Activity — Lines of the data that contain the word "crate" are the ones to copy.

╭─ Data for processing

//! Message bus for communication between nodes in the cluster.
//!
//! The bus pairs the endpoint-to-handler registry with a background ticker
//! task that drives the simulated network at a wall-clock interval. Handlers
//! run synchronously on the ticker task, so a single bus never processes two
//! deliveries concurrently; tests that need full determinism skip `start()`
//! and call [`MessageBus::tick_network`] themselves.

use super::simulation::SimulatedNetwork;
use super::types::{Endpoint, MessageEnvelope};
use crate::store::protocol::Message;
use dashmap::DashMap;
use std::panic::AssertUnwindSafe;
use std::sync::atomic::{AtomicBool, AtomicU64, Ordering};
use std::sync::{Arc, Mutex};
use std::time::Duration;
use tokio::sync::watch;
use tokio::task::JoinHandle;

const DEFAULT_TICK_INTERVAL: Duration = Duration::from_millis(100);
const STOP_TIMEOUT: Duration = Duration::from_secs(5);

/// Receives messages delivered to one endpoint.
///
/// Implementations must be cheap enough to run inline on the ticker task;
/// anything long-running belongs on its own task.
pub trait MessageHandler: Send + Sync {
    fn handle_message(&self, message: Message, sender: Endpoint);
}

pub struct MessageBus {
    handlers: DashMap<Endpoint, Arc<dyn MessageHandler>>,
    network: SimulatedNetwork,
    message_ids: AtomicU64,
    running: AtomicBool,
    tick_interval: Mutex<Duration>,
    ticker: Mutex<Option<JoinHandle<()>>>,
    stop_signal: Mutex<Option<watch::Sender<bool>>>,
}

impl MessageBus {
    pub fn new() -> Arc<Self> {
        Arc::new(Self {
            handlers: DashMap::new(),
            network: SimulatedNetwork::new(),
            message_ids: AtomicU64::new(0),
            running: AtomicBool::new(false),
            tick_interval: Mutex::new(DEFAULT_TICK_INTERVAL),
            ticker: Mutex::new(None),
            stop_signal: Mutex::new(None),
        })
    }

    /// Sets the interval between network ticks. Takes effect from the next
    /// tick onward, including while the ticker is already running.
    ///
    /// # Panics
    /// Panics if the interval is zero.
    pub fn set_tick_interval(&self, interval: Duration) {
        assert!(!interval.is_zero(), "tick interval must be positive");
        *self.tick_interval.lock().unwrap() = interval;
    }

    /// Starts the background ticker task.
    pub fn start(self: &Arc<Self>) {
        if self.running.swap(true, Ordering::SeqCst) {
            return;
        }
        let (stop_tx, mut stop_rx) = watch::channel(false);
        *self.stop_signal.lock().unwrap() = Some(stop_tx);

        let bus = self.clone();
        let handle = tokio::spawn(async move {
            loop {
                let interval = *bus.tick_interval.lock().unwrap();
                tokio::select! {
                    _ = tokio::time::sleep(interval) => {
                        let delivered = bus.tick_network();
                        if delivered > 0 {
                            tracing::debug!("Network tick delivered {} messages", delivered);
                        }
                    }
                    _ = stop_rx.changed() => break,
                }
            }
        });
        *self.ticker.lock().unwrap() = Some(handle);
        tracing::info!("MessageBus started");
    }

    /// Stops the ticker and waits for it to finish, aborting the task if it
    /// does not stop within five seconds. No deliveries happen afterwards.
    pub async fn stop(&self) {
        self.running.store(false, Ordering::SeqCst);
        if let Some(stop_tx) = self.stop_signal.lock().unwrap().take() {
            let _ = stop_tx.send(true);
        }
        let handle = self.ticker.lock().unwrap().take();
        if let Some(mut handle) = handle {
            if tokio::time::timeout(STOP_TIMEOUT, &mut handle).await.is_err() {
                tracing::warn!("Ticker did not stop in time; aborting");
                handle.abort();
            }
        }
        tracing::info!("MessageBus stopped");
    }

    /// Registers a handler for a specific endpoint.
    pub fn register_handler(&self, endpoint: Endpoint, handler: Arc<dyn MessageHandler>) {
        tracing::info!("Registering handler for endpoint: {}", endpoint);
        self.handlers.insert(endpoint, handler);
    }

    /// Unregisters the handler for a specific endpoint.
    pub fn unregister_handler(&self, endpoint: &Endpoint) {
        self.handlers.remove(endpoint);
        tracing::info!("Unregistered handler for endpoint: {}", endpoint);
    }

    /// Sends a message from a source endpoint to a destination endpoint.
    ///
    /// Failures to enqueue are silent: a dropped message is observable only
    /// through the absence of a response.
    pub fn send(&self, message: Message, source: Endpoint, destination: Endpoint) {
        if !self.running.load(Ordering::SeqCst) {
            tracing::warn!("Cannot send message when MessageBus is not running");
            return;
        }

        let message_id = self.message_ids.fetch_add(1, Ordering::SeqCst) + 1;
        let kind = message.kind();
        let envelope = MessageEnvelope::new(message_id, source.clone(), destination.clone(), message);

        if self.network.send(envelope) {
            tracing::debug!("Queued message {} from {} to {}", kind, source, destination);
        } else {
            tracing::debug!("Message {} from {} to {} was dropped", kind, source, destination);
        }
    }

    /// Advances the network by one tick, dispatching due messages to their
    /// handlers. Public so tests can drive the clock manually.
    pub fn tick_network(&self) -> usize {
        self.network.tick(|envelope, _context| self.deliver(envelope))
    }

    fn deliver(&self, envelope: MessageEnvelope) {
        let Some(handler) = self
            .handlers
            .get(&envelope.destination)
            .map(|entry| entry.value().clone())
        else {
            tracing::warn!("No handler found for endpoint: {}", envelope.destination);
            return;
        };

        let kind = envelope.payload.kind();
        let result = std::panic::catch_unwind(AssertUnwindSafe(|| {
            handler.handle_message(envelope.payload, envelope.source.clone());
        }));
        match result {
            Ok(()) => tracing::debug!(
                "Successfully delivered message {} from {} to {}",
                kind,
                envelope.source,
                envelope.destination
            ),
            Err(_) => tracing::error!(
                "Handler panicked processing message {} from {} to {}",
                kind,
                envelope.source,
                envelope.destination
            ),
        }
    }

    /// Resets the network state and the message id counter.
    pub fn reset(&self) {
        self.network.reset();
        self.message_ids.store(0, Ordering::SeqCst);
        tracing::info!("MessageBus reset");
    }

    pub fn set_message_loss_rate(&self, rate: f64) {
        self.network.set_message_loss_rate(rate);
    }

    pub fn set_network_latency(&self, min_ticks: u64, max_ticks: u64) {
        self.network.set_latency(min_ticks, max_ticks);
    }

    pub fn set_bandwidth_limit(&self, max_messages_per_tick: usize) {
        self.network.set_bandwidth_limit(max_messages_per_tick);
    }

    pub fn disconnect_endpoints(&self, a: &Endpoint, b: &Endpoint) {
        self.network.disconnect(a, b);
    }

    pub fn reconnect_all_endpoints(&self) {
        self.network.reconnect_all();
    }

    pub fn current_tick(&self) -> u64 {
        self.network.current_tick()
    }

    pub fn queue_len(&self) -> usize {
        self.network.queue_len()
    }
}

╰─
╭─ Data for processing

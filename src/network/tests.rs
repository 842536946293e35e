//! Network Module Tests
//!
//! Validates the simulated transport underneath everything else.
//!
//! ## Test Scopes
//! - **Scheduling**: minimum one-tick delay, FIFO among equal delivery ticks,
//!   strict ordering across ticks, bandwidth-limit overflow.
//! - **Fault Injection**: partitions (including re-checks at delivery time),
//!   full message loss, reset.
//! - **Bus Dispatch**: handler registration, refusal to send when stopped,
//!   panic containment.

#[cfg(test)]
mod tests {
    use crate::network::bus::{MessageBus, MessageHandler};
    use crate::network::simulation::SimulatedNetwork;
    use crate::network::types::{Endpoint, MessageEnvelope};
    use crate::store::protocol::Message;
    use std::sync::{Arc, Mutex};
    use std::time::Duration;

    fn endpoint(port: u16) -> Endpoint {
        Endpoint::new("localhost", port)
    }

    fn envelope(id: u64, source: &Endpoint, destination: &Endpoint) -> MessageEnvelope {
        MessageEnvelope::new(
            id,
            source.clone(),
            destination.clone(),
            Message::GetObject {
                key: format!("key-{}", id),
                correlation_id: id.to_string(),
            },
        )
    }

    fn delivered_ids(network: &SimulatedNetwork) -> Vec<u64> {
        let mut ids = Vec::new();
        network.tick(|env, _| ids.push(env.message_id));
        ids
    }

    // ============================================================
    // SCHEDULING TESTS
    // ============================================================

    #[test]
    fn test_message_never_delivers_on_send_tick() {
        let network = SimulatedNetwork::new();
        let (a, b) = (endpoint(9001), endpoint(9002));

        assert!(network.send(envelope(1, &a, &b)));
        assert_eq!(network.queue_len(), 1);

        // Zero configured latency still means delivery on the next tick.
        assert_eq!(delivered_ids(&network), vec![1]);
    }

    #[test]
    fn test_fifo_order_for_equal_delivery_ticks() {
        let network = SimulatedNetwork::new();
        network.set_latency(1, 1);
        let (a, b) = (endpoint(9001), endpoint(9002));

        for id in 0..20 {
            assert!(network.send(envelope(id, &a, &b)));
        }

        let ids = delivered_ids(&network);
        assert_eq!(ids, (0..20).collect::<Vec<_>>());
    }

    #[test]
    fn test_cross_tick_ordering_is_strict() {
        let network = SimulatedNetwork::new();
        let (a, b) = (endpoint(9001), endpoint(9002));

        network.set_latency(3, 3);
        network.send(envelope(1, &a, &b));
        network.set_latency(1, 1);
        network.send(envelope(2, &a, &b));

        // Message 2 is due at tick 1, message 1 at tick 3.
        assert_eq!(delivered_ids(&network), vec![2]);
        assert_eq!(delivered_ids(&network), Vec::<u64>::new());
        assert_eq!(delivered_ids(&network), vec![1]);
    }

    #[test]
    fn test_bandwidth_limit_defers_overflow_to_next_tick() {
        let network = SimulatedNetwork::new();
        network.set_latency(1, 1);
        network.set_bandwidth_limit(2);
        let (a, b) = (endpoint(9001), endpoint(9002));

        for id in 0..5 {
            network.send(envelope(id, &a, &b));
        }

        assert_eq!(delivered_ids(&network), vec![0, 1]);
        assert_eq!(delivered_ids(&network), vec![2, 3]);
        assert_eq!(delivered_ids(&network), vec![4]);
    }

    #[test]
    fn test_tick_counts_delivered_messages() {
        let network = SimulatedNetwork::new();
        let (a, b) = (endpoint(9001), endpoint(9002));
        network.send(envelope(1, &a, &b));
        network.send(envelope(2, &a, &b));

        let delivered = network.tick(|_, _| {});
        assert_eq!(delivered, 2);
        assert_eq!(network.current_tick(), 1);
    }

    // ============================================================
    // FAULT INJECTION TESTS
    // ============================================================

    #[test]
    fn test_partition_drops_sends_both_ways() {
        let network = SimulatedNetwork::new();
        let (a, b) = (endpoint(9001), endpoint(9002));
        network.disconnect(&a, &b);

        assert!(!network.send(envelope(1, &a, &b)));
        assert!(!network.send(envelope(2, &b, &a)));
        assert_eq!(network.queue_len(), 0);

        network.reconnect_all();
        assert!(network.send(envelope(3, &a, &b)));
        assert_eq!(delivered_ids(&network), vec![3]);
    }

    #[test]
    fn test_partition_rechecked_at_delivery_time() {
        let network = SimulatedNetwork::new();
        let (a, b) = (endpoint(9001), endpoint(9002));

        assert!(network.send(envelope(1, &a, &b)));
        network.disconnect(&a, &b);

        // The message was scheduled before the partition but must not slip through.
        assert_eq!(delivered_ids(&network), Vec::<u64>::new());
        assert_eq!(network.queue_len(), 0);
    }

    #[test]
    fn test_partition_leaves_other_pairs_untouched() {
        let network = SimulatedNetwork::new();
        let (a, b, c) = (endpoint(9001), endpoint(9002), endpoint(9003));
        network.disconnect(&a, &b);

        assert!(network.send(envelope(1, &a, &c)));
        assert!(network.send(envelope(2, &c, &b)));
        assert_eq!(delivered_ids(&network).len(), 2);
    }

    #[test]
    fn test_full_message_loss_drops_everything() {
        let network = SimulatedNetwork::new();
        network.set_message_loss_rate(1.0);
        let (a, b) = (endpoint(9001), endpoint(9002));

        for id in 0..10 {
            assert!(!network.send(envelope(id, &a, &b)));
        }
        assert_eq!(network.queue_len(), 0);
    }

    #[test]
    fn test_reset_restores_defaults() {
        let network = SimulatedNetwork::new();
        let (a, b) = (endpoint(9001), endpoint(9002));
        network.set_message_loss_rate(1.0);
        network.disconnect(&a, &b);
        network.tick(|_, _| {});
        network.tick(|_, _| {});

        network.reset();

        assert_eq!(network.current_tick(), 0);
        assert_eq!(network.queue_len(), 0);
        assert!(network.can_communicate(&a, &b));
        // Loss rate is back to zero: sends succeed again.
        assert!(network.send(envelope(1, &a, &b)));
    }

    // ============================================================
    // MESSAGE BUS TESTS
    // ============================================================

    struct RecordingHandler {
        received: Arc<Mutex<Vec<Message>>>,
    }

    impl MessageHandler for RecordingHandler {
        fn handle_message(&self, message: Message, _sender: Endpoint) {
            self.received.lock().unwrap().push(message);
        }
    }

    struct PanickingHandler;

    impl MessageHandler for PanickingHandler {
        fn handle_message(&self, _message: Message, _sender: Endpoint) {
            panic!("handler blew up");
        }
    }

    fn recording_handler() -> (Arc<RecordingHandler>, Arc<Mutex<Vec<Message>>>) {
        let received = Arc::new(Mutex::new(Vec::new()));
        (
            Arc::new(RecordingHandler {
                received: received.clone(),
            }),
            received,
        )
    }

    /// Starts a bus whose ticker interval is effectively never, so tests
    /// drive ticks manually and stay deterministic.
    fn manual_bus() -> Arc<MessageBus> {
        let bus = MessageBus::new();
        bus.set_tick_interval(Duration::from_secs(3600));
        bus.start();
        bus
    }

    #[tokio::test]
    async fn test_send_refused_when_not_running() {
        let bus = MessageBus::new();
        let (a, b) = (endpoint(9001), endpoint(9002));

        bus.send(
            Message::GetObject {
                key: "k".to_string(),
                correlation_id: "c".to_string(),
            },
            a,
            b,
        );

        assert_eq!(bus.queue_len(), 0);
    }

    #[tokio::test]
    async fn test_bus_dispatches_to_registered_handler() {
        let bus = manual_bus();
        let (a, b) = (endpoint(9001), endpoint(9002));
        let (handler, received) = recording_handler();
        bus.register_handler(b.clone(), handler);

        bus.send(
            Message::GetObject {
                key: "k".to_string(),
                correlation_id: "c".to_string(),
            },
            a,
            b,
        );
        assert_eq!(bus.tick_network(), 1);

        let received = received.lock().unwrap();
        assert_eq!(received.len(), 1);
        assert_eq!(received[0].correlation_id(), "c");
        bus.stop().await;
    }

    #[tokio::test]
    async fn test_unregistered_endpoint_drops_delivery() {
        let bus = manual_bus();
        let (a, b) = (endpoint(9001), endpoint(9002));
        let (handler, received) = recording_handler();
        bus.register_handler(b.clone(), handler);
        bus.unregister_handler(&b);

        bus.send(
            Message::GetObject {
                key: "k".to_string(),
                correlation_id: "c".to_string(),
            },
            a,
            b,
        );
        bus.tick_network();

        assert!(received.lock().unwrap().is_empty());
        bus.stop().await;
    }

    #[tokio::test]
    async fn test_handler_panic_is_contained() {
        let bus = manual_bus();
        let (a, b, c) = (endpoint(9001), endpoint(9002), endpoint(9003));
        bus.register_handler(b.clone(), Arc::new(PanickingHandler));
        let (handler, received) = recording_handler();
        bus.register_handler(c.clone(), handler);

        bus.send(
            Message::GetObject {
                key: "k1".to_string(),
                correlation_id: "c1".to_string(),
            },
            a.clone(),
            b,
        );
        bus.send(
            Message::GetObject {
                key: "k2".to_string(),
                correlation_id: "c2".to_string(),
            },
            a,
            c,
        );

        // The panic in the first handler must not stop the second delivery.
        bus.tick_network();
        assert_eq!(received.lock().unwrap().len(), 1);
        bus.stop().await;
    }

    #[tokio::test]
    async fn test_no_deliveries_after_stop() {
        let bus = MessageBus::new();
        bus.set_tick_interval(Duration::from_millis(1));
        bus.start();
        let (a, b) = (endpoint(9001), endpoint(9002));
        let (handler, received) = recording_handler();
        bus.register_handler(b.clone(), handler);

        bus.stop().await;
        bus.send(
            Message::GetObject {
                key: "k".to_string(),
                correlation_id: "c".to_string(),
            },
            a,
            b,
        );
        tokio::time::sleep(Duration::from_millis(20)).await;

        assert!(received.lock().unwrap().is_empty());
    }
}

╰─

Task output —
use crate::store::protocol::Message;
    use crate::network::bus::{MessageBus, MessageHandler};
    use crate::network::simulation::SimulatedNetwork;
    use crate::network::types::{Endpoint, MessageEnvelope};
    use crate::store::protocol::Message;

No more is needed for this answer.